(TASK INSTRUCTIONS)
Count the lines below that contain the word "AuthResult", and reply with that number alone.

(DATA EXTRACT)
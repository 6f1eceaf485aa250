use axum::{extract::State, Json};
use common_http_errors::ApiError;

use crate::store::{Collection, Document, Filter};
use crate::AppState;

pub async fn list_menu(State(state): State<AppState>) -> Result<Json<Vec<Document>>, ApiError> {
    let menu = state.store.find(Collection::Menu, &Filter::All).await?;
    Ok(Json(menu))
}

pub async fn list_reviews(State(state): State<AppState>) -> Result<Json<Vec<Document>>, ApiError> {
    let reviews = state.store.find(Collection::Reviews, &Filter::All).await?;
    Ok(Json(reviews))
}
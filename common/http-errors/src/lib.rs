use axum::{
    extract::rejection::{JsonRejection, QueryRejection},
    http::{HeaderValue, StatusCode},
    response::{IntoResponse, Response},
    Json,
};
use serde::Serialize;

pub const ERROR_CODE_HEADER: &str = "X-Error-Code";

pub const UNAUTHORIZED_MESSAGE: &str = "unauthorized access";
pub const FORBIDDEN_MESSAGE: &str = "forbidden access";
pub const INTERNAL_MESSAGE: &str = "internal server error";

/// Wire shape shared by every error response: `{"error": true, "message": "..."}`.
#[derive(Serialize, Debug)]
pub struct ErrorBody {
    pub error: bool,
    pub message: String,
}

#[derive(Debug)]
pub enum ApiError {
    Unauthorized,
    Forbidden,
    BadRequest { code: &'static str, message: Option<String> },
    Internal { message: Option<String> },
}

impl ApiError {
    pub fn internal<E: std::fmt::Display>(e: E) -> Self { Self::Internal { message: Some(e.to_string()) } }
    pub fn bad_request(code: &'static str, message: impl Into<String>) -> Self { Self::BadRequest { code, message: Some(message.into()) } }

    pub fn status(&self) -> StatusCode {
        match self {
            ApiError::Unauthorized => StatusCode::UNAUTHORIZED,
            ApiError::Forbidden => StatusCode::FORBIDDEN,
            ApiError::BadRequest { .. } => StatusCode::BAD_REQUEST,
            ApiError::Internal { .. } => StatusCode::INTERNAL_SERVER_ERROR,
        }
    }

    pub fn code(&self) -> &'static str {
        match self {
            ApiError::Unauthorized => "unauthorized",
            ApiError::Forbidden => "forbidden",
            ApiError::BadRequest { code, .. } => code,
            ApiError::Internal { .. } => "internal_error",
        }
    }
}

impl IntoResponse for ApiError {
    fn into_response(self) -> Response {
        let status = self.status();
        let error_code = self.code();
        let message = match self {
            ApiError::Unauthorized => UNAUTHORIZED_MESSAGE.to_string(),
            ApiError::Forbidden => FORBIDDEN_MESSAGE.to_string(),
            ApiError::BadRequest { code, message } => message.unwrap_or_else(|| code.replace('_', " ")),
            // Internal details go to the logs, never to the client.
            ApiError::Internal { .. } => INTERNAL_MESSAGE.to_string(),
        };
        let mut resp = (status, Json(ErrorBody { error: true, message })).into_response();
        if let Ok(val) = HeaderValue::from_str(error_code) {
            resp.headers_mut().insert(ERROR_CODE_HEADER, val);
        }
        resp
    }
}

/// Body rejections (wrong content type, unparsable or mistyped JSON) answer
/// with the same envelope as every other error.
impl From<JsonRejection> for ApiError {
    fn from(rejection: JsonRejection) -> Self {
        Self::bad_request("invalid_body", rejection.body_text())
    }
}

impl From<QueryRejection> for ApiError {
    fn from(rejection: QueryRejection) -> Self {
        Self::bad_request("invalid_query", rejection.body_text())
    }
}
use axum::{
    extract::{Path, State},
    Json,
};
use common_auth::AuthContext;
use common_http_errors::ApiError;
use serde::Serialize;
use tracing::{debug, info};

use crate::admin::AdminContext;
use crate::directory::{Registration, EMAIL_FIELD};
use crate::extract::ApiJson;
use crate::store::{parse_document_id, string_field, Document, InsertOneResult, UpdateResult};
use crate::AppState;

pub const USER_EXISTS_MESSAGE: &str = "user already exists";

/// Both outcomes are 200s; callers tell them apart by shape.
#[derive(Debug, Serialize)]
#[serde(untagged)]
pub enum RegistrationResponse {
    Created(InsertOneResult),
    Exists { message: &'static str },
}

#[derive(Debug, Serialize)]
pub struct AdminStatus {
    pub admin: bool,
}

pub async fn register_user(
    State(state): State<AppState>,
    ApiJson(user): ApiJson<Document>,
) -> Result<Json<RegistrationResponse>, ApiError> {
    let has_email = string_field(&user, EMAIL_FIELD).is_some_and(|email| !email.trim().is_empty());
    if !has_email {
        return Err(ApiError::bad_request("missing_email", "user must have an email"));
    }

    let response = match state.users().register(user).await? {
        Registration::Created(ack) => {
            state.metrics.registration("created");
            info!(user_id = %ack.inserted_id, "registered user");
            RegistrationResponse::Created(ack)
        }
        Registration::AlreadyExists => {
            state.metrics.registration("existing");
            RegistrationResponse::Exists {
                message: USER_EXISTS_MESSAGE,
            }
        }
    };
    Ok(Json(response))
}

pub async fn list_users(
    State(state): State<AppState>,
    _admin: AdminContext,
) -> Result<Json<Vec<Document>>, ApiError> {
    let users = state.users().list_all().await?;
    Ok(Json(users))
}

pub async fn promote_user(
    State(state): State<AppState>,
    AdminContext(admin): AdminContext,
    Path(id): Path<String>,
) -> Result<Json<UpdateResult>, ApiError> {
    let id = parse_document_id(&id)?;
    let result = state.users().promote(id).await?;
    info!(
        user_id = %id,
        promoted_by = admin.email().unwrap_or_default(),
        matched = result.matched_count,
        "admin role granted"
    );
    Ok(Json(result))
}

/// Callers may only ask about their own email; anything else answers
/// `{admin: false}` without consulting the directory.
pub async fn check_admin(
    State(state): State<AppState>,
    auth: AuthContext,
    Path(email): Path<String>,
) -> Result<Json<AdminStatus>, ApiError> {
    if auth.email() != Some(email.as_str()) {
        debug!(requested = %email, "admin status requested for another user");
        return Ok(Json(AdminStatus { admin: false }));
    }

    let admin = state.users().is_admin(&email).await?;
    Ok(Json(AdminStatus { admin }))
}
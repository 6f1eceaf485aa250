use chrono::{DateTime, Duration, Utc};
use common_auth::{AuthError, AuthResult, IdentityClaim, JwtConfig};
use jsonwebtoken::{encode, Algorithm, EncodingKey, Header};
use serde_json::Value;

/// Signs identity claims with the shared HS256 secret.
pub struct TokenSigner {
    config: JwtConfig,
    encoding_key: EncodingKey,
}

pub struct IssuedToken {
    pub token: String,
    pub expires_at: DateTime<Utc>,
    pub expires_in: i64,
}

impl TokenSigner {
    pub fn new(config: JwtConfig) -> Self {
        let encoding_key = EncodingKey::from_secret(config.secret.as_bytes());
        Self {
            config,
            encoding_key,
        }
    }

    /// Any non-empty JSON object is signed as-is, whether or not a matching
    /// user is registered. `exp`/`iat` are always set by the signer.
    pub fn issue(&self, claim: Value) -> AuthResult<IssuedToken> {
        let identity = IdentityClaim::from_value(claim)?;
        self.issue_at(identity, Utc::now())
    }

    fn issue_at(&self, identity: IdentityClaim, now: DateTime<Utc>) -> AuthResult<IssuedToken> {
        let expires_in = self.config.access_ttl_seconds;
        let expires_at = Duration::try_seconds(expires_in)
            .and_then(|ttl| now.checked_add_signed(ttl))
            .ok_or_else(|| AuthError::Signing(format!("token lifetime {expires_in}s is out of range")))?;

        let mut payload = identity.into_map();
        payload.insert("iat".to_string(), Value::from(now.timestamp()));
        payload.insert("exp".to_string(), Value::from(expires_at.timestamp()));

        let token = encode(
            &Header::new(Algorithm::HS256),
            &payload,
            &self.encoding_key,
        )
        .map_err(|err| AuthError::Signing(err.to_string()))?;

        Ok(IssuedToken {
            token,
            expires_at,
            expires_in,
        })
    }
}
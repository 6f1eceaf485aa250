pub mod admin;
pub mod app;
pub mod cart_handlers;
pub mod carts;
pub mod catalog_handlers;
pub mod config;
pub mod directory;
pub mod extract;
pub mod jwt_handlers;
pub mod metrics;
pub mod store;
pub mod tokens;
pub mod user_handlers;

pub use app::{build_router, cors_layer, AppState};
use chrono::{DateTime, TimeZone, Utc};
use serde::{Deserialize, Serialize};
use serde_json::{Map, Value};

use crate::error::{AuthError, AuthResult};

/// Registered claims owned by the token service. Callers cannot set them.
pub const RESERVED_CLAIMS: &[&str] = &["exp", "iat"];

/// Caller-defined identity payload carried inside a bearer token.
///
/// Any JSON object is accepted; the only field the service itself reads is
/// `email`, which drives ownership and role checks.
#[derive(Debug, Clone, PartialEq, Serialize, Deserialize)]
#[serde(transparent)]
pub struct IdentityClaim(Map<String, Value>);

impl IdentityClaim {
    /// Build a claim from an arbitrary JSON value, dropping reserved fields.
    ///
    /// Rejects anything that is not an object or that is empty once the
    /// reserved fields are removed.
    pub fn from_value(value: Value) -> AuthResult<Self> {
        match value {
            Value::Object(mut map) => {
                strip_reserved(&mut map);
                if map.is_empty() {
                    return Err(AuthError::EmptyClaim);
                }
                Ok(Self(map))
            }
            _ => Err(AuthError::EmptyClaim),
        }
    }

    pub fn email(&self) -> Option<&str> {
        self.0.get("email").and_then(Value::as_str)
    }

    pub fn get(&self, field: &str) -> Option<&Value> {
        self.0.get(field)
    }

    pub fn as_map(&self) -> &Map<String, Value> {
        &self.0
    }

    pub fn into_map(self) -> Map<String, Value> {
        self.0
    }
}

fn strip_reserved(map: &mut Map<String, Value>) {
    for key in RESERVED_CLAIMS {
        map.remove(*key);
    }
}

/// Verified token contents.
#[derive(Debug, Clone, Serialize)]
pub struct Claims {
    pub identity: IdentityClaim,
    pub expires_at: DateTime<Utc>,
    pub issued_at: Option<DateTime<Utc>>,
}

impl Claims {
    pub fn email(&self) -> Option<&str> {
        self.identity.email()
    }
}

#[derive(Debug, Deserialize)]
struct ClaimsRepr {
    exp: i64,
    #[serde(default)]
    iat: Option<i64>,
}

impl TryFrom<Value> for Claims {
    type Error = AuthError;

    fn try_from(value: Value) -> AuthResult<Self> {
        let repr: ClaimsRepr = serde_json::from_value(value.clone())
            .map_err(|err| AuthError::MalformedToken(err.to_string()))?;

        let expires_at = Utc
            .timestamp_opt(repr.exp, 0)
            .single()
            .ok_or_else(|| AuthError::InvalidClaim("exp", repr.exp.to_string()))?;

        let issued_at = match repr.iat {
            Some(iat) => Some(
                Utc.timestamp_opt(iat, 0)
                    .single()
                    .ok_or_else(|| AuthError::InvalidClaim("iat", iat.to_string()))?,
            ),
            None => None,
        };

        let mut map = match value {
            Value::Object(map) => map,
            other => {
                return Err(AuthError::MalformedToken(format!(
                    "payload is not an object: {other}"
                )))
            }
        };
        strip_reserved(&mut map);

        Ok(Self {
            identity: IdentityClaim(map),
            expires_at,
            issued_at,
        })
    }
}

#[cfg(test)]
mod tests {
    use super::*;
    use serde_json::json;

    #[test]
    fn identity_claim_drops_reserved_fields() {
        let claim = IdentityClaim::from_value(json!({"email": "a@x.com", "exp": 1, "iat": 2}))
            .expect("claim");
        assert_eq!(claim.email(), Some("a@x.com"));
        assert!(claim.get("exp").is_none());
        assert!(claim.get("iat").is_none());
    }

    #[test]
    fn identity_claim_rejects_empty_and_non_objects() {
        for value in [json!({}), json!({"exp": 10}), json!("a@x.com"), json!(null), json!([1])] {
            let err = IdentityClaim::from_value(value).expect_err("should reject");
            assert!(matches!(err, AuthError::EmptyClaim));
        }
    }

    #[test]
    fn identity_claim_without_email_is_accepted() {
        let claim = IdentityClaim::from_value(json!({"name": "guest"})).expect("claim");
        assert_eq!(claim.email(), None);
    }

    #[test]
    fn claims_parse_timestamps_and_keep_identity() {
        let claims = Claims::try_from(json!({
            "email": "a@x.com",
            "name": "Ada",
            "exp": 1_900_000_000,
            "iat": 1_899_996_400
        }))
        .expect("claims");
        assert_eq!(claims.email(), Some("a@x.com"));
        assert_eq!(claims.expires_at.timestamp(), 1_900_000_000);
        assert_eq!(claims.issued_at.map(|t| t.timestamp()), Some(1_899_996_400));
        assert_eq!(claims.identity.as_map().len(), 2);
    }

    #[test]
    fn claims_require_numeric_exp() {
        let err = Claims::try_from(json!({"email": "a@x.com", "exp": "soon"})).expect_err("reject");
        assert!(matches!(err, AuthError::MalformedToken(_)));
    }
}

(ANSWER TO THIS TASK)
6